*** Material to process Section Begins ***

use super::actor::{self, Command};
use super::store::{CameraRecord, CameraStore};
use crate::camera::{CameraDetails, CameraHandle, CameraSnapshot, CaptureSettings, Status};
use crate::error::{Error, Result};
use crate::sync::Teardown;
use camwatch_core::source::{CameraIdentity, CameraSource};
use camwatch_core::traits::Driver;
use std::collections::{BTreeMap, BTreeSet};
use std::panic::{self, AssertUnwindSafe};
use std::sync::Arc;
use tokio::sync::mpsc::WeakUnboundedSender;
use tokio::sync::Notify;
use tracing::{debug, error, info, warn};

/// 状态变化回调，在 actor 任务内同步调用，不能阻塞
pub type NotificationCallback = Arc<dyn Fn(&CameraSnapshot) + Send + Sync>;

/// 一次扫描中要尝试的相机
#[derive(Debug, Clone, PartialEq)]
pub struct Candidate {
    pub source: CameraSource,
    /// 新建条目时使用的名字
    pub name: Option<String>,
}

impl Candidate {
    pub fn new(source: CameraSource) -> Self {
        Self { source, name: None }
    }

    pub fn named(source: CameraSource, name: impl Into<String>) -> Self {
        Self {
            source,
            name: Some(name.into()),
        }
    }
}

/// 一次扫描的结果
#[derive(Debug, Clone, Default, PartialEq)]
pub struct SweepReport {
    /// 本次新启动的
    pub started: Vec<CameraIdentity>,
    /// 之前已经在运行的
    pub running: Vec<CameraIdentity>,
    /// 已移除而被跳过的
    pub removed: Vec<CameraIdentity>,
    /// 启动失败的，附带原因
    pub failed: Vec<(CameraIdentity, String)>,
}

#[derive(Debug, Clone, Copy, PartialEq, Eq)]
pub(crate) enum BringUp {
    Started,
    AlreadyRunning,
}

struct CameraEntry {
    name: String,
    status: Status,
    handle: Arc<CameraHandle>,
}

/// Device Manager 的全部可变状态
///
/// 只存在于 actor 任务内部；外部通过 `DeviceManager::submit` 提交的闭包拿到 `&mut Registry`，
/// 同一时刻只有一个闭包在执行。
pub struct Registry {
    cameras: BTreeMap<CameraIdentity, CameraEntry>,
    callbacks: Vec<NotificationCallback>,
    driver: Arc<dyn Driver>,
    store: Arc<dyn CameraStore>,
    /// 唤醒写盘任务；写盘期间的多次唤醒合并为一次
    flush: Arc<Notify>,
    settings: Arc<CaptureSettings>,
    shutdown: Teardown,
    commands: WeakUnboundedSender<Command>,
}

impl Registry {
    pub(crate) fn new(
        driver: Arc<dyn Driver>,
        store: Arc<dyn CameraStore>,
        settings: Arc<CaptureSettings>,
        shutdown: Teardown,
        commands: WeakUnboundedSender<Command>,
    ) -> Self {
        let flush = Arc::new(Notify::new());
        spawn_flusher(store.clone(), flush.clone(), shutdown.clone());

        Self {
            cameras: BTreeMap::new(),
            callbacks: Vec::new(),
            driver,
            store,
            flush,
            settings,
            shutdown,
            commands,
        }
    }

    // ---------------------------------------------------------------
    // 查询
    // ---------------------------------------------------------------

    pub fn len(&self) -> usize {
        self.cameras.len()
    }

    pub fn is_empty(&self) -> bool {
        self.cameras.is_empty()
    }

    pub fn status(&self, id: &CameraIdentity) -> Option<Status> {
        self.cameras.get(id).map(|e| e.status)
    }

    pub fn snapshot(&self, id: &CameraIdentity) -> Option<CameraSnapshot> {
        let entry = self.cameras.get(id)?;
        Some(CameraSnapshot {
            details: CameraDetails {
                identity: id.clone(),
                name: entry.name.clone(),
                source: entry.handle.source().clone(),
                info: entry.handle.info().cloned(),
            },
            status: entry.status,
        })
    }

    /// 所有相机的拷贝，按 identity 排序
    pub fn snapshots(&self) -> Vec<CameraSnapshot> {
        self.cameras
            .keys()
            .filter_map(|id| self.snapshot(id))
            .collect()
    }

    /// 正在运行的相机句柄
    pub fn running_handle(&self, id: &CameraIdentity) -> Option<Arc<CameraHandle>> {
        self.cameras
            .get(id)
            .filter(|e| e.status == Status::Running)
            .map(|e| e.handle.clone())
    }

    // ---------------------------------------------------------------
    // 变更
    // ---------------------------------------------------------------

    pub fn add_notification_callback(&mut self, callback: NotificationCallback) {
        self.callbacks.push(callback);
    }

    /// 手动添加一台相机并立即尝试启动
    ///
    /// 已在运行返回 `Conflict`，已移除返回 `Removed`。
    pub async fn add_camera(
        &mut self,
        source: CameraSource,
        name: Option<String>,
    ) -> Result<CameraIdentity> {
        let id = CameraIdentity::of(&source);
        self.ensure_entry(&source, None);

        match self.status(&id) {
            Some(Status::Removed) => return Err(Error::Removed(id)),
            Some(Status::Running) => {
                return Err(Error::Conflict {
                    id,
                    reason: "camera is already running".into(),
                })
            }
            _ => {}
        }

        if let Some(name) = name {
            if let Some(entry) = self.cameras.get_mut(&id) {
                entry.name = name;
            }
            self.persist(&id);
        }
        self.set_status(&id, Status::Connected);
        self.bring_up(&source, None).await?;
        Ok(id)
    }

    /// 移除相机：先落盘 `Removed`，再关闭句柄并等待硬件释放
    ///
    /// 条目作为墓碑保留，之后的扫描不会再启动它。
    pub async fn remove_camera(&mut self, id: &CameraIdentity) -> Result<()> {
        let entry = self
            .cameras
            .get(id)
            .ok_or_else(|| Error::NotFound(id.clone()))?;
        if entry.status.is_terminal() {
            return Err(Error::Conflict {
                id: id.clone(),
                reason: "camera is already removed".into(),
            });
        }
        let handle = entry.handle.clone();

        self.set_status(id, Status::Removed);
        handle.close().await;
        info!(camera = %id, "camera removed");
        Ok(())
    }

    pub fn rename_camera(&mut self, id: &CameraIdentity, name: impl Into<String>) -> Result<()> {
        let entry = self
            .cameras
            .get_mut(id)
            .ok_or_else(|| Error::NotFound(id.clone()))?;
        if entry.status.is_terminal() {
            return Err(Error::Removed(id.clone()));
        }
        entry.name = name.into();
        debug!(camera = %id, name = %entry.name, "camera renamed");

        self.persist(id);
        self.notify(id);
        Ok(())
    }

    /// 对候选列表和所有未运行的已知相机各尝试一次启动
    ///
    /// 单个相机失败不影响其他相机。
    pub async fn sweep(&mut self, candidates: Vec<Candidate>) -> SweepReport {
        let mut seen = BTreeSet::new();
        let mut queue = Vec::new();
        for candidate in candidates {
            if seen.insert(CameraIdentity::of(&candidate.source)) {
                queue.push(candidate);
            }
        }
        for (id, entry) in &self.cameras {
            let idle = matches!(entry.status, Status::Connected | Status::Disconnected);
            if idle && seen.insert(id.clone()) {
                queue.push(Candidate::new(entry.handle.source().clone()));
            }
        }

        let mut report = SweepReport::default();
        for candidate in queue {
            let id = CameraIdentity::of(&candidate.source);
            match self.bring_up(&candidate.source, candidate.name).await {
                Ok(BringUp::Started) => report.started.push(id),
                Ok(BringUp::AlreadyRunning) => report.running.push(id),
                Err(Error::Removed(_)) => report.removed.push(id),
                Err(e) => report.failed.push((id, e.to_string())),
            }
        }
        report
    }

    /// 确保条目存在并处于运行状态
    pub(crate) async fn bring_up(
        &mut self,
        source: &CameraSource,
        name: Option<String>,
    ) -> Result<BringUp> {
        let id = CameraIdentity::of(source);
        self.ensure_entry(source, name);

        let Some(entry) = self.cameras.get(&id) else {
            return Err(Error::NotFound(id));
        };
        match entry.status {
            Status::Removed => return Err(Error::Removed(id)),
            Status::Running => return Ok(BringUp::AlreadyRunning),
            Status::Connected | Status::Disconnected => {}
        }

        // 已经拆除的句柄不能再启动，换一个新的
        let handle = if entry.handle.is_closed() {
            let fresh = self.new_handle(source);
            if let Some(entry) = self.cameras.get_mut(&id) {
                entry.handle = fresh.clone();
            }
            fresh
        } else {
            entry.handle.clone()
        };

        match handle.start(self.driver.as_ref()).await {
            Ok(_) => {
                self.set_status(&id, Status::Running);
                self.watch(id, handle);
                Ok(BringUp::Started)
            }
            Err(e) => {
                warn!(camera = %id, "failed to start camera: {}", e);
                Err(e)
            }
        }
    }

    /// 采集任务自行退出后由监视任务提交
    ///
    /// 只处理仍然指向同一个句柄、且没有被移除的条目。
    pub(crate) fn on_capture_ended(&mut self, id: &CameraIdentity, handle: &Arc<CameraHandle>) {
        let current = self
            .cameras
            .get(id)
            .is_some_and(|e| Arc::ptr_eq(&e.handle, handle) && !e.status.is_terminal());
        if !current {
            return;
        }

        self.set_status(id, Status::Disconnected);
        self.cameras.remove(id);
        info!(camera = %id, "camera dropped from registry");
    }

    /// 关闭所有句柄，运行中的相机标记为 `Disconnected`
    pub(crate) async fn close_all(&mut self) {
        let ids: Vec<_> = self.cameras.keys().cloned().collect();
        for id in ids {
            let Some(entry) = self.cameras.get(&id) else {
                continue;
            };
            let handle = entry.handle.clone();
            let was_running = entry.status == Status::Running;

            handle.close().await;
            if was_running {
                self.set_status(&id, Status::Disconnected);
            }
        }
    }

    /// 从存储恢复条目：`Removed` 保持墓碑，其余一律按 `Disconnected` 等待扫描
    pub(crate) async fn restore(&mut self, records: Vec<CameraRecord>) {
        for record in records {
            let id = CameraIdentity::of(&record.source);
            if id != record.identity {
                warn!(
                    stored = %record.identity,
                    derived = %id,
                    "skipping camera record with mismatched identity"
                );
                continue;
            }

            let handle = self.new_handle(&record.source);
            let status = match record.status {
                Status::Removed => {
                    handle.close().await;
                    Status::Removed
                }
                _ => Status::Disconnected,
            };
            self.cameras.insert(
                id.clone(),
                CameraEntry {
                    name: record.name,
                    status,
                    handle,
                },
            );
            if status != record.status {
                self.persist(&id);
            }
        }
        debug!(cameras = self.cameras.len(), "camera registry restored");
    }

    fn new_handle(&self, source: &CameraSource) -> Arc<CameraHandle> {
        Arc::new(CameraHandle::new(
            source.clone(),
            self.settings.clone(),
            &self.shutdown,
        ))
    }

    fn ensure_entry(&mut self, source: &CameraSource, name: Option<String>) {
        let id = CameraIdentity::of(source);
        if self.cameras.contains_key(&id) {
            return;
        }

        let handle = self.new_handle(source);
        let name = name.unwrap_or_else(|| format!("Camera {}", id));
        debug!(camera = %id, source = %source, "tracking new camera");
        self.cameras.insert(
            id.clone(),
            CameraEntry {
                name,
                status: Status::Disconnected,
                handle,
            },
        );
        self.persist(&id);
    }

    fn set_status(&mut self, id: &CameraIdentity, status: Status) {
        let Some(entry) = self.cameras.get_mut(id) else {
            return;
        };
        if entry.status == status {
            return;
        }
        if entry.status.is_terminal() {
            warn!(camera = %id, "ignoring transition to {} for removed camera", status);
            return;
        }

        info!(camera = %id, from = %entry.status, to = %status, "camera status changed");
        entry.status = status;
        self.persist(id);
        self.notify(id);
    }

    // 存储失败只记录日志，内存状态仍然是权威的
    fn persist(&self, id: &CameraIdentity) {
        let Some(snapshot) = self.snapshot(id) else {
            return;
        };
        let record = CameraRecord {
            identity: snapshot.details.identity,
            name: snapshot.details.name,
            status: snapshot.status,
            source: snapshot.details.source,
        };
        if let Err(e) = self.store.save(&record) {
            error!(camera = %id, "failed to persist camera state: {}", e);
            return;
        }
        self.flush.notify_one();
    }

    /// 等待所有已保存的记录落盘
    pub(crate) async fn flush_store(&self) {
        flush_blocking(self.store.clone()).await;
    }

    fn notify(&self, id: &CameraIdentity) {
        let Some(snapshot) = self.snapshot(id) else {
            return;
        };
        for callback in &self.callbacks {
            if panic::catch_unwind(AssertUnwindSafe(|| callback(&snapshot))).is_err() {
                error!(camera = %id, "notification callback panicked");
            }
        }
    }

    /// 为运行中的句柄起一个监视任务，采集自行结束时回报 actor
    fn watch(&self, id: CameraIdentity, handle: Arc<CameraHandle>) {
        let commands = self.commands.clone();
        let shutdown = self.shutdown.clone();

        tokio::spawn(async move {
            tokio::select! {
                biased;
                _ = shutdown.fired() => return,
                _ = handle.closed() => {}
            }

            let Some(commands) = commands.upgrade() else {
                return;
            };
            let result = actor::submit(&commands, move |registry| {
                Box::pin(async move {
                    registry.on_capture_ended(&id, &handle);
                    Ok(())
                })
            })
            .await;
            if let Err(e) = result {
                debug!("capture end not reported: {}", e);
            }
        });
    }
}

/// 后台写盘任务，直到管理器关闭；关闭时的最后一次写盘由 `flush_store` 完成
fn spawn_flusher(store: Arc<dyn CameraStore>, wake: Arc<Notify>, shutdown: Teardown) {
    tokio::spawn(async move {
        loop {
            tokio::select! {
                biased;
                _ = shutdown.fired() => break,
                _ = wake.notified() => {}
            }
            flush_blocking(store.clone()).await;
        }
    });
}

async fn flush_blocking(store: Arc<dyn CameraStore>) {
    match tokio::task::spawn_blocking(move || store.flush()).await {
        Ok(Ok(())) => {}
        Ok(Err(e)) => error!("failed to flush camera store: {}", e),
        Err(e) => error!("camera store flush task failed: {}", e),
    }
}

*** Material to process Section Ends ***

= Your task =
From the line that contains "if let Err(e) = result" through the end of the records above, print every line exactly and nothing else.

= Task output =
            if let Err(e) = result {
                debug!("capture end not reported: {}", e);
            }
        });
    }
}

/// 后台写盘任务，直到管理器关闭；关闭时的最后一次写盘由 `flush_store` 完成
fn spawn_flusher(store: Arc<dyn CameraStore>, wake: Arc<Notify>, shutdown: Teardown) {
    tokio::spawn(async move {
        loop {
            tokio::select! {
                biased;
                _ = shutdown.fired() => break,
                _ = wake.notified() => {}
            }
            flush_blocking(store.clone()).await;
        }
    });
}

async fn flush_blocking(store: Arc<dyn CameraStore>) {
    match tokio::task::spawn_blocking(move || store.flush()).await {
        Ok(Ok(())) => {}
        Ok(Err(e)) => error!("failed to flush camera store: {}", e),
        Err(e) => error!("camera store flush task failed: {}", e),
    }
}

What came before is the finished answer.